== What is being asked ==
Reading the records below, find how many lines include the word "impl" and give that number alone.

[Collected data entries]
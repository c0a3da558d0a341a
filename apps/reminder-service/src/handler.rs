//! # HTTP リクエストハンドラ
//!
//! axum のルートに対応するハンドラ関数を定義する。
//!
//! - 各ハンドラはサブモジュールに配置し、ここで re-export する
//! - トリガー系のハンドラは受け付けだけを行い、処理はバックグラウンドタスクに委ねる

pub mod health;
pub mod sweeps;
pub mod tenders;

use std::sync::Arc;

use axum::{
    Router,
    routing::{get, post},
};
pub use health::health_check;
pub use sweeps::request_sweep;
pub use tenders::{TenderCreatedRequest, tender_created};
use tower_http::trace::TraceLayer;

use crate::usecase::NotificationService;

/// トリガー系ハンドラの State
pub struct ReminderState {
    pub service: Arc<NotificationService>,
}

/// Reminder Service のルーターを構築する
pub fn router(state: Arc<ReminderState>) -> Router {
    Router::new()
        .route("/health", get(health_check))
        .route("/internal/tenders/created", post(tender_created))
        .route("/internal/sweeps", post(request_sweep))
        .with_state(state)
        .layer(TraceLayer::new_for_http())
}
---
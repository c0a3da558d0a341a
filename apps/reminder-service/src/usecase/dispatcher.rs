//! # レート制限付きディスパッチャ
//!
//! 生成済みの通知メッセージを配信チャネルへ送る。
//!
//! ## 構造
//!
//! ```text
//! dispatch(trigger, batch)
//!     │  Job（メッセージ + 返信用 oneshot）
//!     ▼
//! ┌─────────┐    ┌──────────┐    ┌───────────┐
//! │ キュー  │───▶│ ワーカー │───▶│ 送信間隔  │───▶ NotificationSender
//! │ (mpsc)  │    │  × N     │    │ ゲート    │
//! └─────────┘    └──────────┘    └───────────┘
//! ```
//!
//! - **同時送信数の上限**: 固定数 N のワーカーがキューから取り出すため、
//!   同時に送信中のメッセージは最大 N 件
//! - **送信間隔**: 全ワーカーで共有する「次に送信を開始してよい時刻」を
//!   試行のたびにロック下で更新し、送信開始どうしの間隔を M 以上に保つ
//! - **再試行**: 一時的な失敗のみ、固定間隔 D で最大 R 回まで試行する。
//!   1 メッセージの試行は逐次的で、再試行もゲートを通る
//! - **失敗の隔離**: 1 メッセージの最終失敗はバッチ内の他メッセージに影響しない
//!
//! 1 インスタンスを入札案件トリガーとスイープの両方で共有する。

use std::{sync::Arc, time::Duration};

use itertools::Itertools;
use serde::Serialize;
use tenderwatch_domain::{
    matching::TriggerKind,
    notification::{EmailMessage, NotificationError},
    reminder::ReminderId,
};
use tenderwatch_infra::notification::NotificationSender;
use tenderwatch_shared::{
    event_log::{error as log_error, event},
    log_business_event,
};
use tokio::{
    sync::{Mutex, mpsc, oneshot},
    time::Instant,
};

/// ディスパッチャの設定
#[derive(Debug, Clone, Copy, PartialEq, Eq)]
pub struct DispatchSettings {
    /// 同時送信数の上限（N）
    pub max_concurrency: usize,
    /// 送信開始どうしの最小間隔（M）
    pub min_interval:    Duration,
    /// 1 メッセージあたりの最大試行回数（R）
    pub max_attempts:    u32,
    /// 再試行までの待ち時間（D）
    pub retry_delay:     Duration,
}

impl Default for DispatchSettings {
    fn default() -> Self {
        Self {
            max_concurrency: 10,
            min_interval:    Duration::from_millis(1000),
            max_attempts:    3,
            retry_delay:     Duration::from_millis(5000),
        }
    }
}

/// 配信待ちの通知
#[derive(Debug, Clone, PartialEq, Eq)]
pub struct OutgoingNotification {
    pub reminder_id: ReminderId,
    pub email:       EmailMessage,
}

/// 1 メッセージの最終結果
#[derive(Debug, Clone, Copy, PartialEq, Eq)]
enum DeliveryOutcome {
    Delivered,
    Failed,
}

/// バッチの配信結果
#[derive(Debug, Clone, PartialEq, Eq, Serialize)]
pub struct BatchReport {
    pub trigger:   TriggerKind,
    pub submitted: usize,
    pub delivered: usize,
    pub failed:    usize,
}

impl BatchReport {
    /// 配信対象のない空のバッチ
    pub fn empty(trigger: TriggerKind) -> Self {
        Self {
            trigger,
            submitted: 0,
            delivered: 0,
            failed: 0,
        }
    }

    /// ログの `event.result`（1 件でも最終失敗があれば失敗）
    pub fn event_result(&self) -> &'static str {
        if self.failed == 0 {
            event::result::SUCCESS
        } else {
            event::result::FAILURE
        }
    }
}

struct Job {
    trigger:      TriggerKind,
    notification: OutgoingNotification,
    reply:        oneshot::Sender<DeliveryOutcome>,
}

== Answer to the problem ==
2